[Data excerpts]
*** Begin section ***

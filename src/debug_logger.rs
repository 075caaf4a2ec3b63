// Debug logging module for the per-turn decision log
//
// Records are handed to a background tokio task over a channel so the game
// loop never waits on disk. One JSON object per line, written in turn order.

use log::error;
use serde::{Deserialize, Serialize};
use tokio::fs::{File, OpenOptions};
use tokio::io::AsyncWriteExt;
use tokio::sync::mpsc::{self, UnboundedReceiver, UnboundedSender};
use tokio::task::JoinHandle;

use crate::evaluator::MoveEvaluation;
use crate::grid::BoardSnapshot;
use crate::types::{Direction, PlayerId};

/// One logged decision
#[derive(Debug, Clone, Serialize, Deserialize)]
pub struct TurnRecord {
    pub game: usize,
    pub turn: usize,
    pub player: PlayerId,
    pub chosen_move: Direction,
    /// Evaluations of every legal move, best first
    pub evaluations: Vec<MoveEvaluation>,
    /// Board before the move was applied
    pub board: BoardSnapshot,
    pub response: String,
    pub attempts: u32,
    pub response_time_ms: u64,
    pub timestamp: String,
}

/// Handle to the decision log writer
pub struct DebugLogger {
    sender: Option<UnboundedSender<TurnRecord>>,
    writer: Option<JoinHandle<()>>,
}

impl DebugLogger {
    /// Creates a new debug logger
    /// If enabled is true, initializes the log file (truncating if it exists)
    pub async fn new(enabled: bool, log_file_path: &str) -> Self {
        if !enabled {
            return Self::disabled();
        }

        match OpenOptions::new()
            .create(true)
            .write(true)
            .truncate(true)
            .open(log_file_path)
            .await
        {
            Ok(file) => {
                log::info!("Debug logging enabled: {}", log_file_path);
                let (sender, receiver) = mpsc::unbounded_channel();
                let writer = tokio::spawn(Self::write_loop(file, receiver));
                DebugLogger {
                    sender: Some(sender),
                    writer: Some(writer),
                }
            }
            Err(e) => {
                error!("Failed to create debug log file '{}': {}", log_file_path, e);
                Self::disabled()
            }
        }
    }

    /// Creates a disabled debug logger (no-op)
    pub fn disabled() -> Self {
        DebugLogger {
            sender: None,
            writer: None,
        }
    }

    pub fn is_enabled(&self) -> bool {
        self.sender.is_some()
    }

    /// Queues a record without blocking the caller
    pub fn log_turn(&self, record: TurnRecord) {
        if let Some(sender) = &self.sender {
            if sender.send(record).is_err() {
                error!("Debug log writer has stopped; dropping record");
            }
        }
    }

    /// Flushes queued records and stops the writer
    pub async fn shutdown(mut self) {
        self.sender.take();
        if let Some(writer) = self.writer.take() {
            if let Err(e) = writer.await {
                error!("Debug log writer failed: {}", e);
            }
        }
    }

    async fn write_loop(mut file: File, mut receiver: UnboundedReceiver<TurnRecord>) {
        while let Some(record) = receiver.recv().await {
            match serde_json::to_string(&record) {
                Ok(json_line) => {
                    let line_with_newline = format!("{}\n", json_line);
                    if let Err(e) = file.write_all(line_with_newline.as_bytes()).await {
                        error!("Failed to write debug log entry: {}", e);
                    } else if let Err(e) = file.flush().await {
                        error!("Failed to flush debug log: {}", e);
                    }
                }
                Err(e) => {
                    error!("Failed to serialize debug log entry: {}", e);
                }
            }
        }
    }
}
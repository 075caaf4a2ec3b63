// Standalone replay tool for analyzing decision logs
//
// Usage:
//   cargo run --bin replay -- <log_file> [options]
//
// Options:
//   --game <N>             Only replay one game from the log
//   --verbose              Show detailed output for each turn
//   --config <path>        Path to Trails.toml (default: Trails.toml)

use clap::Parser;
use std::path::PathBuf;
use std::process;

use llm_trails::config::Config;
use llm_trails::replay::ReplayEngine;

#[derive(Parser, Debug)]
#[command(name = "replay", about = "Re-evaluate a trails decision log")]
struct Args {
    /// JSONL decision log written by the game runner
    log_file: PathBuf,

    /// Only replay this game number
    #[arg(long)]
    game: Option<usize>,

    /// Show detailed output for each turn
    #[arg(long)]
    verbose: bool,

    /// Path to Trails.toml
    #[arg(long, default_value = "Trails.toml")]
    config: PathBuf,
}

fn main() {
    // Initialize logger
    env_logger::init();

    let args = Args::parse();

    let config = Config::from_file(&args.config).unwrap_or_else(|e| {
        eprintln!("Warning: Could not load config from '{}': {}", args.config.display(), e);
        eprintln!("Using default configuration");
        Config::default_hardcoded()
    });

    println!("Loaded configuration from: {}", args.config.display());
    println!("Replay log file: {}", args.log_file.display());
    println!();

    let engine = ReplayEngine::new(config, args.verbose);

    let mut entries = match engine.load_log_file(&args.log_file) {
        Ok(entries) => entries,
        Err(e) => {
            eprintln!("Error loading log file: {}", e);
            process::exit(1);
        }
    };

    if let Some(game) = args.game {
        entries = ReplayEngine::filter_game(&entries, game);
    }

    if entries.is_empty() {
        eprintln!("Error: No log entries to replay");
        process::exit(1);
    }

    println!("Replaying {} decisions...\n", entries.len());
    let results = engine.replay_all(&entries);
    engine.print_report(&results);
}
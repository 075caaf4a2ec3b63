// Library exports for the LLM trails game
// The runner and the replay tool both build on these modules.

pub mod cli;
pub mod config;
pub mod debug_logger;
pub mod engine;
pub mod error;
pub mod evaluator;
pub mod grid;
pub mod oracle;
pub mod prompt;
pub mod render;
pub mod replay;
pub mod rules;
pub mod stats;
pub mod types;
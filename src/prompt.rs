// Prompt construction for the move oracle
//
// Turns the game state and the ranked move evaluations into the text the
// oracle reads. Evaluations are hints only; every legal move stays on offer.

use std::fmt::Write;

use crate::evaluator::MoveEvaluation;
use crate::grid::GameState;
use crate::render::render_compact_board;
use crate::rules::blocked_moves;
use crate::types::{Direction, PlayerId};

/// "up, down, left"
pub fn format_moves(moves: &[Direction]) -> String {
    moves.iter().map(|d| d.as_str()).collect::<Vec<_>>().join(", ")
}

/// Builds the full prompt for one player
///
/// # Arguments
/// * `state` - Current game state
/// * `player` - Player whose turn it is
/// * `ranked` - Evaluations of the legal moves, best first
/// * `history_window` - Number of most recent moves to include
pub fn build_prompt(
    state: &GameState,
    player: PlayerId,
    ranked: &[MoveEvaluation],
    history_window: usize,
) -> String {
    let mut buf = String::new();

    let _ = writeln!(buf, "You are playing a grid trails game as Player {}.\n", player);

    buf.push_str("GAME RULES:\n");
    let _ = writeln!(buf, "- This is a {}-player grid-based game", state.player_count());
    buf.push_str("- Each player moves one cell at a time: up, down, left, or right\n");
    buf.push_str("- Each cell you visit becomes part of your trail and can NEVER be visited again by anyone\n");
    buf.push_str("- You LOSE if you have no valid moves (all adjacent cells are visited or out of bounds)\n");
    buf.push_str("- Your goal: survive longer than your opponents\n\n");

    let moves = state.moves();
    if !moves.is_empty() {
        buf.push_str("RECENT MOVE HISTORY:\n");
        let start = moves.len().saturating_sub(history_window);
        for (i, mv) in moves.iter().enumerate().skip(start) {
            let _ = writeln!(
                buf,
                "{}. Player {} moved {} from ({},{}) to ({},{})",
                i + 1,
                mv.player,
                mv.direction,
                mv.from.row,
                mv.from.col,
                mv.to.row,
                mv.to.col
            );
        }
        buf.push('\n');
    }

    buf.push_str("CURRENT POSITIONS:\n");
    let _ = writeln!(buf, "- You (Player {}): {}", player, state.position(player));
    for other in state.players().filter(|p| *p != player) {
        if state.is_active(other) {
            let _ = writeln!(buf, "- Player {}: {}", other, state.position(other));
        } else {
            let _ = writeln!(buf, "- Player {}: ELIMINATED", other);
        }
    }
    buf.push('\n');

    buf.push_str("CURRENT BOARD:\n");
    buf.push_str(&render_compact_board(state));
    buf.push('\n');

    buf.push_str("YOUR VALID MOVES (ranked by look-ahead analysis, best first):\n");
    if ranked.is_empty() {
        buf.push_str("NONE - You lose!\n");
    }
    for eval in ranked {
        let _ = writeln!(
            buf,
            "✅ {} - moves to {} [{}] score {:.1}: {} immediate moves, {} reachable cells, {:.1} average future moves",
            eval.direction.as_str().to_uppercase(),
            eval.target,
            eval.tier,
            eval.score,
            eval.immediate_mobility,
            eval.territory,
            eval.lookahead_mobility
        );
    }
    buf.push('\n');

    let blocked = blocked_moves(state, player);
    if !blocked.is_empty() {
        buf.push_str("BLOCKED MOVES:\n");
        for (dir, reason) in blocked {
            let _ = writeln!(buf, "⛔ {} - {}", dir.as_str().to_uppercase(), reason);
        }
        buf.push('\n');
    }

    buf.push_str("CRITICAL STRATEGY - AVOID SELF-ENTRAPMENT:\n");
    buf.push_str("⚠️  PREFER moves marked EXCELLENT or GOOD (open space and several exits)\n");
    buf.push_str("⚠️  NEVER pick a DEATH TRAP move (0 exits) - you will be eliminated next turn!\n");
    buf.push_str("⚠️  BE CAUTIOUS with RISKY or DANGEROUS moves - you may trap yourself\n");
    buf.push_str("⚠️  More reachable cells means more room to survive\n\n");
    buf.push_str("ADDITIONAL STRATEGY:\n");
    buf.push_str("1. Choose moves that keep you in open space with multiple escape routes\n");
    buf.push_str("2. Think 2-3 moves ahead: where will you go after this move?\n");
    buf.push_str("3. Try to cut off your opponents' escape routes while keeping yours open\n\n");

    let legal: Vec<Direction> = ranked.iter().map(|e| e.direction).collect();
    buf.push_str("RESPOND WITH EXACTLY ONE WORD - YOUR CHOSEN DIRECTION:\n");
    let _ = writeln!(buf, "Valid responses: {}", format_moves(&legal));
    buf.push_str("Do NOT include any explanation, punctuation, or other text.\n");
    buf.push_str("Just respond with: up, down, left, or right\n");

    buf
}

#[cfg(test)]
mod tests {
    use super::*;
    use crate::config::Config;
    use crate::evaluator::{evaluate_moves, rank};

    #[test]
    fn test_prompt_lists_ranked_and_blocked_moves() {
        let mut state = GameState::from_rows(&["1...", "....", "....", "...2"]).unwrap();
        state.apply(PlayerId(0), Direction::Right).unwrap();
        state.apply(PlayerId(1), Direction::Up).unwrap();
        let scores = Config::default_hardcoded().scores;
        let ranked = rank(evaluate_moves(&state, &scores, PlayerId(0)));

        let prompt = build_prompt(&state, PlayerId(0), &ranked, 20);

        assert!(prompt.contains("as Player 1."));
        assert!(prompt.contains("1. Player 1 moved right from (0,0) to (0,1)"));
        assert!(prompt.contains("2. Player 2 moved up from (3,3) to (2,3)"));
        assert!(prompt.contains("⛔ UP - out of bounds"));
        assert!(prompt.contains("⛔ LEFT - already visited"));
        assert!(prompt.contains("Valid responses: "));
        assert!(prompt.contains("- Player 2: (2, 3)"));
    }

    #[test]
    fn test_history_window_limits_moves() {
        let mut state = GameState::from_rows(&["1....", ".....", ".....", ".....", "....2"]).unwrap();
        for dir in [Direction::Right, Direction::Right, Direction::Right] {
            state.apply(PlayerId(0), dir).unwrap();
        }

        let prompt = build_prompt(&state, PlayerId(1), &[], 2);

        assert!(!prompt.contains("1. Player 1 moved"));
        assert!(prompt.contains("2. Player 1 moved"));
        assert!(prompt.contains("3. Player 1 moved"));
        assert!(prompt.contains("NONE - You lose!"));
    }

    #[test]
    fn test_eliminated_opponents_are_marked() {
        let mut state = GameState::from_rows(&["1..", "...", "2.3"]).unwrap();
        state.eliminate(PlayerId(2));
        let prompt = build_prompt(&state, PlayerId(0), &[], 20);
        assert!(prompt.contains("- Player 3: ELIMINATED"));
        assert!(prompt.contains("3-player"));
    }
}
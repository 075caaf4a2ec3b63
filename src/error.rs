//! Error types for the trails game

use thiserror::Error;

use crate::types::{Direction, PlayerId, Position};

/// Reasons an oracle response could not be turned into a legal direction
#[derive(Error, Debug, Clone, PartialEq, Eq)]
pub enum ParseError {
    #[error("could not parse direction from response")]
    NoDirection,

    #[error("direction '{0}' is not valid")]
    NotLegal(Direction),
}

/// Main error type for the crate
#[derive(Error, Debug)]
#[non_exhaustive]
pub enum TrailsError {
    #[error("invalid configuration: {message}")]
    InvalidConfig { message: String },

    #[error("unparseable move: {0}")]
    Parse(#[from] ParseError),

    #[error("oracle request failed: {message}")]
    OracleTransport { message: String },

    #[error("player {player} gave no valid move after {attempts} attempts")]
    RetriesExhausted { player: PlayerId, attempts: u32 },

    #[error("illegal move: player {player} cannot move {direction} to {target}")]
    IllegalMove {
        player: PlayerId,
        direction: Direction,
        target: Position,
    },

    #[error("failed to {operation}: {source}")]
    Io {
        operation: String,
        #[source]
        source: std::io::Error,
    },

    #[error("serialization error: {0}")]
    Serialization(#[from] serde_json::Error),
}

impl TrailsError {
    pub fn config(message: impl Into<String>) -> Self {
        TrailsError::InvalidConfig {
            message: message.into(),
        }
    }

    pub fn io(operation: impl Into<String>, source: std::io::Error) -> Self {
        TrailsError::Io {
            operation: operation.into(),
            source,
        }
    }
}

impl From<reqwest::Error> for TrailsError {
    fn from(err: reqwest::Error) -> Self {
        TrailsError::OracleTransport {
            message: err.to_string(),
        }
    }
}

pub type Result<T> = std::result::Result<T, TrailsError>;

*** End section ***

## Exercise directions
Set down, exactly as they appear above, all lines from the one that has "on these modules." down to the one that has "the move oracle", including those two and no others.

## Answer to this exercise
// The runner and the replay tool both build on these modules.

pub mod cli;
pub mod config;
pub mod debug_logger;
pub mod engine;
pub mod error;
pub mod evaluator;
pub mod grid;
pub mod oracle;
pub mod prompt;
pub mod render;
pub mod replay;
pub mod rules;
pub mod stats;
pub mod types;
filename src/prompt.rs
// Prompt construction for the move oracle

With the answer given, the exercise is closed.